Sono tuttavia giunta alla conclusione che i più fighetti sono quelli che fanno Fit-box.
MA NON BASTA: Tra gli strumenti di tortura delle lezioni di aerobica, ieri c'è stato un grande ritorno: l'elastico. Veramente mi veniva troppo da ridere dalla stupidità primordiale di quello che stavamo facendo (e stavamo pagando per fare). Un simpatico elastico da mettere attorno ai piedi (nella versione seria) e fare passetti avanti e dietro destra e sinistra o, attenzione, da tenere con una mano e tirare con l'altro, un'attività veramente profonda.

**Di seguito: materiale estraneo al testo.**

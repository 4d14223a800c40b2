pub mod dto;
pub mod handlers;
pub mod middleware;
pub mod router;
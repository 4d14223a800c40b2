//! Authentication Middleware
//!
//! Resolves the `Authorization: Bearer` header to a `CurrentUser` and
//! attaches it as a request extension. Everything behind this layer can
//! assume an authenticated principal; role checks happen per handler.

use axum::extract::{Request, State};
use axum::middleware::Next;
use axum::response::{IntoResponse, Response};

use crate::application::CheckTokenUseCase;
use crate::domain::repository::CredentialRepository;
use crate::presentation::router::AuthAppState;
use kernel::error::app_error::AppError;
use platform::bearer::extract_bearer;

/// Reject requests without a valid bearer token
pub async fn require_bearer<R>(
    State(state): State<AuthAppState<R>>,
    mut request: Request,
    next: Next,
) -> Response
where
    R: CredentialRepository + Send + Sync + 'static,
{
    let Some(token) = extract_bearer(request.headers()) else {
        return AppError::unauthorized("Missing bearer token")
            .with_action("Send an Authorization: Bearer header")
            .into_response();
    };

    let use_case = CheckTokenUseCase::new(state.repo.clone(), state.config.clone());

    match use_case.identify(token).await {
        Ok(Some(user)) => {
            request.extensions_mut().insert(user);
            next.run(request).await
        }
        Ok(None) => AppError::unauthorized("Invalid or expired token")
            .with_action("Sign in again to obtain a new token")
            .into_response(),
        Err(e) => e.into_response(),
    }
}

LA MUSICA: normalmente nella prima parte c'è dell'anonima musica tunze-tunze e nella seconda musica new-age da ascensore. Ieri però hanno regalato: durante la prima parte a un certo punto è partita una base tunze-tunze con il seguente testo:
sex / anytime / anywhere / right now / oh yeah
con pennellate di versi animaleschi “ah-a-a-ah”.
notevolissimo, mi scappava troppo da ridere. Mentre per la seconda parte ho apprezzato la scelta: disco di Eric Clapton con Cocaine, e altre famose, ma soprattutto “Wonderful tonight”. E lì mi sono scompisciata dalle risate, non so se qualcuno di voi ha mai ascoltato il testo di quella canzone.
Ma passiamo alle cose serie: ieri sera ho fatto il tiramisù con mezzo chilo di mascarpone, cioccolata, 4 uova. Colesterolo per una brigata di paracadutisti ormonati che non vanno in licenza da ventiquattro mesi.